Task objective - Copy all lines in the material holding the string "EmptyTaskName".

[[ Records for the task open ]]

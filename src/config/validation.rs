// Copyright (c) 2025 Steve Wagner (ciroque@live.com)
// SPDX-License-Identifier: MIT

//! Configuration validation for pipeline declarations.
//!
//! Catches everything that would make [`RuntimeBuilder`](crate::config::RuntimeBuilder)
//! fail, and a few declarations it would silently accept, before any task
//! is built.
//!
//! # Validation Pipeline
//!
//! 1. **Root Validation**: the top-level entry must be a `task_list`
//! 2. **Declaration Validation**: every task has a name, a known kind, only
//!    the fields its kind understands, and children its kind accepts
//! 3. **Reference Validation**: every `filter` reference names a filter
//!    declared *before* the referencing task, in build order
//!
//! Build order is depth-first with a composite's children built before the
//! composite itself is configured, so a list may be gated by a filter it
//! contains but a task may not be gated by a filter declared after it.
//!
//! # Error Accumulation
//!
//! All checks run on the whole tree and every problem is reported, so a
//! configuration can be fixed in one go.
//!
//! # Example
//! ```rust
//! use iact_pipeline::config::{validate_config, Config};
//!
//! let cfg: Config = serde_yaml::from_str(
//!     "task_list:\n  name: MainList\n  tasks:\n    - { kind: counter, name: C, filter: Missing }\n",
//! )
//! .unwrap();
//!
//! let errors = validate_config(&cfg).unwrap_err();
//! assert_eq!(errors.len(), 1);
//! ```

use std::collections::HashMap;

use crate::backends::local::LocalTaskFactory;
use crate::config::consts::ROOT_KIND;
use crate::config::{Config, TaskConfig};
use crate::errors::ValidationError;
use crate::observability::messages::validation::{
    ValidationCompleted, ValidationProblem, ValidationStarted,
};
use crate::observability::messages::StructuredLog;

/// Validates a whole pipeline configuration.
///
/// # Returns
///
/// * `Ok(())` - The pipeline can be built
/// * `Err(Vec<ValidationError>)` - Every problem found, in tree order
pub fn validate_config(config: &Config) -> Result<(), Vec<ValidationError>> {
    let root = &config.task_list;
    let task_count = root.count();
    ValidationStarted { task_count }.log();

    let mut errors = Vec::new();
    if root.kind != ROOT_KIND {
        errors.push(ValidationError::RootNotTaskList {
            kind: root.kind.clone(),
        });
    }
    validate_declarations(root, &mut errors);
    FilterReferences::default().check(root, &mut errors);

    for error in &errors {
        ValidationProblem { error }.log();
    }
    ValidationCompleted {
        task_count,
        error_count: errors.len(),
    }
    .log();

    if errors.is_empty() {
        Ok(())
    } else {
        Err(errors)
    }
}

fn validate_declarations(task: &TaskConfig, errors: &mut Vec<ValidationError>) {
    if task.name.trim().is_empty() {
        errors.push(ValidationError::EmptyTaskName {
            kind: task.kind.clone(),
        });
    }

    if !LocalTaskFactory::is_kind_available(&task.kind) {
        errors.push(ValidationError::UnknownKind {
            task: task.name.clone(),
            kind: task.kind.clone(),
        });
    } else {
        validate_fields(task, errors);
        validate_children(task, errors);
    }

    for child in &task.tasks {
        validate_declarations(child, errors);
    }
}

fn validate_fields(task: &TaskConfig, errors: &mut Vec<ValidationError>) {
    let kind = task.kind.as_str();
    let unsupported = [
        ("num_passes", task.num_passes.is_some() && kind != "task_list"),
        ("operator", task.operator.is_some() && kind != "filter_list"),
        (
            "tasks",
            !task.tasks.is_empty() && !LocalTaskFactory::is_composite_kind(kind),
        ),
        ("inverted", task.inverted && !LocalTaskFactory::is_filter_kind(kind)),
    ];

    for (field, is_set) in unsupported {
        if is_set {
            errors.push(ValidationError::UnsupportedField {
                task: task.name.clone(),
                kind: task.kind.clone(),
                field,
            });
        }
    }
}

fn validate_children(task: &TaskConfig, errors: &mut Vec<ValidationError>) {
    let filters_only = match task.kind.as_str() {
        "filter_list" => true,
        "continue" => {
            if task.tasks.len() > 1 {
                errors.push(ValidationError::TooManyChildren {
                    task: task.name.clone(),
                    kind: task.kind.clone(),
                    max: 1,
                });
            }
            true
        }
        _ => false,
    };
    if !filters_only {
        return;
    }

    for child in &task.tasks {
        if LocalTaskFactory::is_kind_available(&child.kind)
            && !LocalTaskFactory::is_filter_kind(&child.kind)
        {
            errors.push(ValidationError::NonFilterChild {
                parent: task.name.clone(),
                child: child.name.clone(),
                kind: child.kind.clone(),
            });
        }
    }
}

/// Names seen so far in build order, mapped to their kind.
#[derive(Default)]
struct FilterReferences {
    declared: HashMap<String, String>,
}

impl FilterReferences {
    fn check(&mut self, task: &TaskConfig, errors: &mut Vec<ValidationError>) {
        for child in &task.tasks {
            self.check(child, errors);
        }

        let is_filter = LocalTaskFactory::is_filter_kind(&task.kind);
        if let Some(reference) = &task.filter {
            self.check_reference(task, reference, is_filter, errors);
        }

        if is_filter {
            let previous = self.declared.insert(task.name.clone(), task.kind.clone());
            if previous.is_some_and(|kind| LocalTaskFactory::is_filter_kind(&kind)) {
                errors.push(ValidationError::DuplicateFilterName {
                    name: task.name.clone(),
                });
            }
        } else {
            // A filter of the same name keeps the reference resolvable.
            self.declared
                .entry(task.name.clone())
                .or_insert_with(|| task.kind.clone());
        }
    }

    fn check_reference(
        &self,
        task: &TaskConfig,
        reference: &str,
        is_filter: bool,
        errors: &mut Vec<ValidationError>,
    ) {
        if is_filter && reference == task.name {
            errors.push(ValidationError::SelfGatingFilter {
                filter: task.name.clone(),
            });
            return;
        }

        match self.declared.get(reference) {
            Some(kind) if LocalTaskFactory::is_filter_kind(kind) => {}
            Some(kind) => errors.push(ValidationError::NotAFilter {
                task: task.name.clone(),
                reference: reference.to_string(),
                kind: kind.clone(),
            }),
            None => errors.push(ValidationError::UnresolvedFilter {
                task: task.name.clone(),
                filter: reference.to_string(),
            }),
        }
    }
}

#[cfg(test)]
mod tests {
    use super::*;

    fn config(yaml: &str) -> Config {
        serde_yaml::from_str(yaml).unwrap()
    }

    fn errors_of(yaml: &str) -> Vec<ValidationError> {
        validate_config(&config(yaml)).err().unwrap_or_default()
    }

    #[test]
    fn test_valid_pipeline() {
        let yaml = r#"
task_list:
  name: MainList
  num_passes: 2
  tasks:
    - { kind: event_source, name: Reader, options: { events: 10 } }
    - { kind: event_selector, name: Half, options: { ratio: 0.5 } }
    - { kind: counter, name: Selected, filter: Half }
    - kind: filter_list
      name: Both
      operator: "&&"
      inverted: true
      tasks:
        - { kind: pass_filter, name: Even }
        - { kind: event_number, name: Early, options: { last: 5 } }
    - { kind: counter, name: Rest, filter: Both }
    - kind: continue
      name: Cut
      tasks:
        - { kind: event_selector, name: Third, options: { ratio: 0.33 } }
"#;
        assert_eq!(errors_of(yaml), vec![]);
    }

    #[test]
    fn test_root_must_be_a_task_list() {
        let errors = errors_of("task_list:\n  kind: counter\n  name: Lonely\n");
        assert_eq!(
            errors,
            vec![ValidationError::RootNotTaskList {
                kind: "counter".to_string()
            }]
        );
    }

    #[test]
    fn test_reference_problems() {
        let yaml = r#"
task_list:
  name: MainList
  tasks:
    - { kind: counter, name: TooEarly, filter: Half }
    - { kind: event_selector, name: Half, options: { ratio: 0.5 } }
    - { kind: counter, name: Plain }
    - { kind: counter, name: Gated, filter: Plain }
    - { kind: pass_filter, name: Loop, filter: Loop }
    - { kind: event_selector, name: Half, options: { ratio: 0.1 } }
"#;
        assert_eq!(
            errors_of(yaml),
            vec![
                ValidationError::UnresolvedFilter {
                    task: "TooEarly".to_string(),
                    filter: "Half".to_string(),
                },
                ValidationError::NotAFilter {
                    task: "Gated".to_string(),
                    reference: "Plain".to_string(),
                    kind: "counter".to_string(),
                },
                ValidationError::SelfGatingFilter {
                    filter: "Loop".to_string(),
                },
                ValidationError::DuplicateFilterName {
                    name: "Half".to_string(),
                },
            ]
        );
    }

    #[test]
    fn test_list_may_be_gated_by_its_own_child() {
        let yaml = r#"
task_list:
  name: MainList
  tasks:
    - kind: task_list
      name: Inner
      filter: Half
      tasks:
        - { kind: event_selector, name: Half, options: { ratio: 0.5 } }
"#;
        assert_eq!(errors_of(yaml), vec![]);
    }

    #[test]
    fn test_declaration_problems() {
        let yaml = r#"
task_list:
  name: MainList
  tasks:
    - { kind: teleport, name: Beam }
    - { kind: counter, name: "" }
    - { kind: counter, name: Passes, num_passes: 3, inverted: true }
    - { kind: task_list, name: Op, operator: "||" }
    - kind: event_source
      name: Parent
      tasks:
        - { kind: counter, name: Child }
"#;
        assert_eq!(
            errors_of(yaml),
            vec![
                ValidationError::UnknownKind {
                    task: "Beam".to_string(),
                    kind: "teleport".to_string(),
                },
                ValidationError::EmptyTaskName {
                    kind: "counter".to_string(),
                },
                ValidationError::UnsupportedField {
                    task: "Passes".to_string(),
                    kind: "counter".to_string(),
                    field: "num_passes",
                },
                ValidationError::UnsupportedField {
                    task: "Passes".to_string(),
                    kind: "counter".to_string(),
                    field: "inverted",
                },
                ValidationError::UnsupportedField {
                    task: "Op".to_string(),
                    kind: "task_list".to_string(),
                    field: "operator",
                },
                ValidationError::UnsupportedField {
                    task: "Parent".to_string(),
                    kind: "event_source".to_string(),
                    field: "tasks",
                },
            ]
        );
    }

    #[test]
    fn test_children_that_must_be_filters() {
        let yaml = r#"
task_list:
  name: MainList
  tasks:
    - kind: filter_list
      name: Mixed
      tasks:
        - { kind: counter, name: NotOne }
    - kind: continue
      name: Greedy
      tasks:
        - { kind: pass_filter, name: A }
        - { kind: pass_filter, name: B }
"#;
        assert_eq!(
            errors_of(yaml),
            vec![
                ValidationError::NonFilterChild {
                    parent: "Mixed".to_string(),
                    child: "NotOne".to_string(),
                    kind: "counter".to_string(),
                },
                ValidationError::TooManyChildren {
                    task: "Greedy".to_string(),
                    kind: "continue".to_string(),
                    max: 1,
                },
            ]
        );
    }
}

[[ Records for the task closed ]]
[[ Records for the task open ]]

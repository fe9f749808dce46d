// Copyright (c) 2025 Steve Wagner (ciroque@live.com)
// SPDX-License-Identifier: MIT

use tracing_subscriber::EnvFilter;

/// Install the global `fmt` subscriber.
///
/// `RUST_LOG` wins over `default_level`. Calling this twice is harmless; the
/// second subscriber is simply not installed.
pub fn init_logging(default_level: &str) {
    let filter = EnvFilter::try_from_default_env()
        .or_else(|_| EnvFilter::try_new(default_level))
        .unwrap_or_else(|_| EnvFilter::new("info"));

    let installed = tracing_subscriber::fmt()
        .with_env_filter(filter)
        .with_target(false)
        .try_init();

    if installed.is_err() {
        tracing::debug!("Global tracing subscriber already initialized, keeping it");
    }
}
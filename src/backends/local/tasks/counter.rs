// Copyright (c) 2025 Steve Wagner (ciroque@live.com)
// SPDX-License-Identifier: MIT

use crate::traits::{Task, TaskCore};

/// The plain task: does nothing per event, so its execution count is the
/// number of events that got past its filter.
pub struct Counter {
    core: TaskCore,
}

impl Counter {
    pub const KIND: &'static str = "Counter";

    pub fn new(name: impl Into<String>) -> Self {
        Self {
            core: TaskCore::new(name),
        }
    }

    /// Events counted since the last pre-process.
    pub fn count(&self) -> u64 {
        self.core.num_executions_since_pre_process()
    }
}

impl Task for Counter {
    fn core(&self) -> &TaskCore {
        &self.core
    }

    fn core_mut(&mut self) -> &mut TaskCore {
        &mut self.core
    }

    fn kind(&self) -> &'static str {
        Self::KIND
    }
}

[[ Records for the task closed ]]
[[ Records for the task open ]]

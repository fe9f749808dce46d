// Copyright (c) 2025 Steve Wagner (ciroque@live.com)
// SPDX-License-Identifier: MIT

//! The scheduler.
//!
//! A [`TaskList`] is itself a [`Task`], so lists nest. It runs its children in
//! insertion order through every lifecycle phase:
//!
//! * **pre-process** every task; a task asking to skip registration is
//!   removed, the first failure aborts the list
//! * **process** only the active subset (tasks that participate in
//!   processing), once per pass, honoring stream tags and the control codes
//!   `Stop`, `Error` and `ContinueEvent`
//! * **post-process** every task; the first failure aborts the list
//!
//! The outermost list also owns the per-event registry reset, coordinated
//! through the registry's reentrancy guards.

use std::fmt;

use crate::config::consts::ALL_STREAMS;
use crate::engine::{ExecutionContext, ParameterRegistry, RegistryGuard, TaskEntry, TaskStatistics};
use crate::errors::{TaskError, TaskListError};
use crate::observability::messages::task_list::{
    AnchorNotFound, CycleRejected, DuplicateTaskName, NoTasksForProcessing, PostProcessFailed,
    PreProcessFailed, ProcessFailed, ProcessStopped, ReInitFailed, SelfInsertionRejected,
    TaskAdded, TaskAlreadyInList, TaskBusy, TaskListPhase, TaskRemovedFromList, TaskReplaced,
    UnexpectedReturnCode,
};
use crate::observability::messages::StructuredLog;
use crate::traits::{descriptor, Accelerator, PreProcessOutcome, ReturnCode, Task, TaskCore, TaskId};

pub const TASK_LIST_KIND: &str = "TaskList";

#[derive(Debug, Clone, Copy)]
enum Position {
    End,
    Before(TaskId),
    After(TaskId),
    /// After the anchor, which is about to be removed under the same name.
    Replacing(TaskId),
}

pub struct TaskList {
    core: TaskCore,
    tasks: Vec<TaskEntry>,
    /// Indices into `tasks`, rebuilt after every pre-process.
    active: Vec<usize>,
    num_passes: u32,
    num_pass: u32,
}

[[ Records for the task closed ]]

Problem solution -
        errors.push(ValidationError::EmptyTaskName {
                ValidationError::EmptyTaskName {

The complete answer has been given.